#### Brief:
Exactly and without additions, transcribe the line that contains "projects.remove(&project_id);" and every line after it in the data.

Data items
* * * * * * *
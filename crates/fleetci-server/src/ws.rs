//! WebSocket handling for dashboard clients.
//!
//! Clients receive every event by default. Subscribing to one or more
//! projects narrows project-scoped events to those projects; global events
//! are always delivered.

use axum::extract::State;
use axum::extract::ws::{Message, WebSocket, WebSocketUpgrade};
use axum::response::Response;
use fleetci_core::event::Event;
use futures::stream::SplitSink;
use futures::{SinkExt, StreamExt};
use serde::{Deserialize, Serialize};
use std::collections::HashSet;
use tokio::sync::broadcast::error::RecvError;
use tracing::{debug, info, warn};

use crate::AppState;
use crate::broadcast::Envelope;

/// WebSocket upgrade handler.
pub async fn ws_handler(ws: WebSocketUpgrade, State(state): State<AppState>) -> Response {
    ws.on_upgrade(move |socket| handle_socket(socket, state))
}

async fn handle_socket(socket: WebSocket, state: AppState) {
    info!("Client WebSocket connection established");
    let (mut sink, mut stream) = socket.split();
    let mut events = state.events.subscribe();
    let mut projects: HashSet<String> = HashSet::new();

    loop {
        tokio::select! {
            _ = state.closing.cancelled() => break,
            incoming = stream.next() => {
                let Some(msg) = incoming else { break };
                match msg {
                    Ok(Message::Text(text)) => {
                        let Ok(cmd) = serde_json::from_str::<WsCommand>(&text) else {
                            debug!("Ignoring malformed client command");
                            continue;
                        };
                        let reply = apply_command(cmd, &mut projects);
                        if !send_json(&mut sink, &reply).await {
                            break;
                        }
                    }
                    Ok(Message::Close(_)) => break,
                    Err(e) => {
                        warn!(error = %e, "Client WebSocket error");
                        break;
                    }
                    _ => {}
                }
            }
            received = events.recv() => {
                match received {
                    Ok(envelope) => {
                        if !envelope.visible_to(&projects) {
                            continue;
                        }
                        if !send_json(&mut sink, &WsMessage::from(envelope)).await {
                            break;
                        }
                    }
                    Err(RecvError::Lagged(skipped)) => {
                        warn!(skipped, "Client fell behind, events dropped");
                        let notice = WsMessage::Lagged { skipped };
                        if !send_json(&mut sink, &notice).await {
                            break;
                        }
                    }
                    Err(RecvError::Closed) => break,
                }
            }
        }
    }

    let _ = sink.close().await;
    info!("Client WebSocket connection closed");
}

/// Returns false once the client is gone.
async fn send_json(sink: &mut SplitSink<WebSocket, Message>, message: &WsMessage) -> bool {
    let json = match serde_json::to_string(message) {
        Ok(json) => json,
        Err(e) => {
            warn!(error = %e, "Failed to encode client message");
            return true;
        }
    };
    sink.send(Message::Text(json.into())).await.is_ok()
}

fn apply_command(cmd: WsCommand, projects: &mut HashSet<String>) -> WsMessage {
    match cmd {
        WsCommand::Subscribe { project_id } => {
            debug!(project_id = %project_id, "Client subscribed");
            projects.insert(project_id.clone());
            WsMessage::Subscribed { project_id }
        }
        WsCommand::Unsubscribe { project_id } => {
            debug!(project_id = %project_id, "Client unsubscribed");
            projects.remove(&project_id);
            WsMessage::Unsubscribed { project_id }
        }
        WsCommand::Ping => WsMessage::Pong,
    }
}

#[derive(Debug, Deserialize)]
#[serde(tag = "type", rename_all = "snake_case")]
enum WsCommand {
    Subscribe { project_id: String },
    Unsubscribe { project_id: String },
    Ping,
}

#[derive(Debug, Serialize)]
#[serde(tag = "type", rename_all = "snake_case")]
enum WsMessage {
    Subscribed { project_id: String },
    Unsubscribed { project_id: String },
    Pong,
    Lagged { skipped: u64 },
    Event { event: Event },
}

impl From<Envelope> for WsMessage {
    fn from(envelope: Envelope) -> Self {
        WsMessage::Event {
            event: envelope.event,
        }
    }
}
* * * * * * *
#### Response box:
            projects.remove(&project_id);
            WsMessage::Unsubscribed { project_id }
        }
        WsCommand::Ping => WsMessage::Pong,
    }
}

#[derive(Debug, Deserialize)]
#[serde(tag = "type", rename_all = "snake_case")]
enum WsCommand {
    Subscribe { project_id: String },
    Unsubscribe { project_id: String },
    Ping,
}

#[derive(Debug, Serialize)]
#[serde(tag = "type", rename_all = "snake_case")]
enum WsMessage {
    Subscribed { project_id: String },
    Unsubscribed { project_id: String },
    Pong,
    Lagged { skipped: u64 },
    Event { event: Event },
}

impl From<Envelope> for WsMessage {
    fn from(envelope: Envelope) -> Self {
        WsMessage::Event {
            event: envelope.event,
        }
    }
}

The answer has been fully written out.